2. Materials and Methods
2.1. Sample Collection and DNA Sequencing
Young, fresh and clean leaves of M. zhaojiaoensis Jiang tree were collected from Fruit Research Institute, Chinese Academy of Agricultural Sciences (Xingcheng city, Liaoning Province, China). Total DNA was extracted by improved CTAB (Cetyltrimethylammonium Bromide) method [18]. Construction of genomic DNA library and DNA sequencing were performed using Illumina HiSeq X Ten system [19]. 150 bp paired-end sequences were sequenced in Illumina platform, and insert size was 350 bp. Adapter sequences were removed by Trimmomatic v0.39 software and adapter-trimmed raw reads were used for subsequent assembly analysis [20].
2.2. Chloroplast Genome Assembly and Annotation
GetOrganelle v1.7.5.0 [21] and NOVOplasty4.2 [22] were used for chloroplast genome assembly. In GetOrganelle, the values of kmers were set to 21, 45, 65, 85, 105. The complete chloroplast genome sequence of M. zhaojiaoensis was obtained after the assembly results were confirmed.

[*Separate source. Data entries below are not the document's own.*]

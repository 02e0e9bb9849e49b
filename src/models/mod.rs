//! Core data models for spendtrack
//!
//! This module contains the data structures that represent the tracking
//! domain: transactions, budgets, categories, money and months.

pub mod budget;
pub mod category;
pub mod ids;
pub mod money;
pub mod month;
pub mod transaction;

pub use budget::Budget;
pub use category::{find_category, Category};
pub use ids::{BudgetId, TransactionId};
pub use money::Money;
pub use month::YearMonth;
pub use transaction::Transaction;
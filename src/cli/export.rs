//! Export CLI commands

use std::fs::File;
use std::io::{BufWriter, Write};
use std::path::{Path, PathBuf};

use clap::Subcommand;

use crate::config::Settings;
use crate::error::{SpendError, SpendResult};
use crate::export::{export_dashboard_json, export_transactions_csv};
use crate::services::TransactionService;
use crate::storage::Storage;

use super::report::build_dashboard;

/// Export subcommands
#[derive(Subcommand)]
pub enum ExportCommands {
    /// Export all transactions to CSV
    Transactions {
        /// Output file path
        output: PathBuf,
    },
    /// Export the dashboard summary to JSON
    Dashboard {
        /// Output file path
        output: PathBuf,
        /// Evaluation date (YYYY-MM-DD), defaults to today
        #[arg(long)]
        as_of: Option<String>,
    },
}

fn create_output(path: &Path) -> SpendResult<BufWriter<File>> {
    let file = File::create(path)
        .map_err(|e| SpendError::Export(format!("Failed to create {}: {}", path.display(), e)))?;
    Ok(BufWriter::new(file))
}

/// Handle an export command
pub fn handle_export_command(
    storage: &Storage,
    settings: &Settings,
    cmd: ExportCommands,
) -> SpendResult<()> {
    match cmd {
        ExportCommands::Transactions { output } => {
            let transactions = TransactionService::new(storage).list()?;
            let mut writer = create_output(&output)?;
            let rows = export_transactions_csv(&transactions, &mut writer)?;
            writer.flush()?;
            println!("Exported {} transaction(s) to {}", rows, output.display());
        }
        ExportCommands::Dashboard { output, as_of } => {
            let summary = build_dashboard(storage, settings, as_of.as_deref())?;
            let mut writer = create_output(&output)?;
            export_dashboard_json(&summary, &mut writer)?;
            writer.flush()?;
            println!("Exported dashboard to {}", output.display());
        }
    }

    Ok(())
}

After that, the sequence was submitted to PGA (Plastid Genome Annotator) program [23] for gene annotation, and the annotation information of CPGAVAS [24] and GeSeq [25] was also used for integration and merger. Chloroplast genome sequence and annotation file were manually revised and submitted to NCBI website (https://www.ncbi.nlm.nih.gov/, accessed on 20 February 2022). Its accession number was OM793283. OrganellarGenomeDRAW [26] was used to graphically display the annotations of cp genome, and different genes were distinguished by different colors.
2.3. Description of Basic Characteristics of Chloroplast Genome
The basic characteristics of chloroplast genome include size and structure, GC content, gene classification and repeat sequence, and so on. The above analysis was accomplished by Python (https://www.python.org/, accessed on 10 February 2022), Geneious (https://www.geneious.com/, accessed on 15 February 2022), MISA (https://webblast.ipk-gatersleben.de/misa/, accessed on 8 February 2022) [27], Vmatch (http://vmatch.de/, accessed on 8 February 2022), etc. Regarding search parameters of simple sequence repeats (SSRs), the minimum number of repetitions was set to 10 (mononucleotide), 5 (dinucleotide), 4 (trinucleotide), 3 (tetranucleotide), 3 (pentanucleotide), and 3 (hexanucleotide). In the identification of interspersed nuclear elements (INEs), the parameters were as follows: Minimal Repeat Size (30) and Hamming Distance (3). The cp genomes of M. baccata (MK896774) and M. hupehensis (MK020147) were used for comparative analysis.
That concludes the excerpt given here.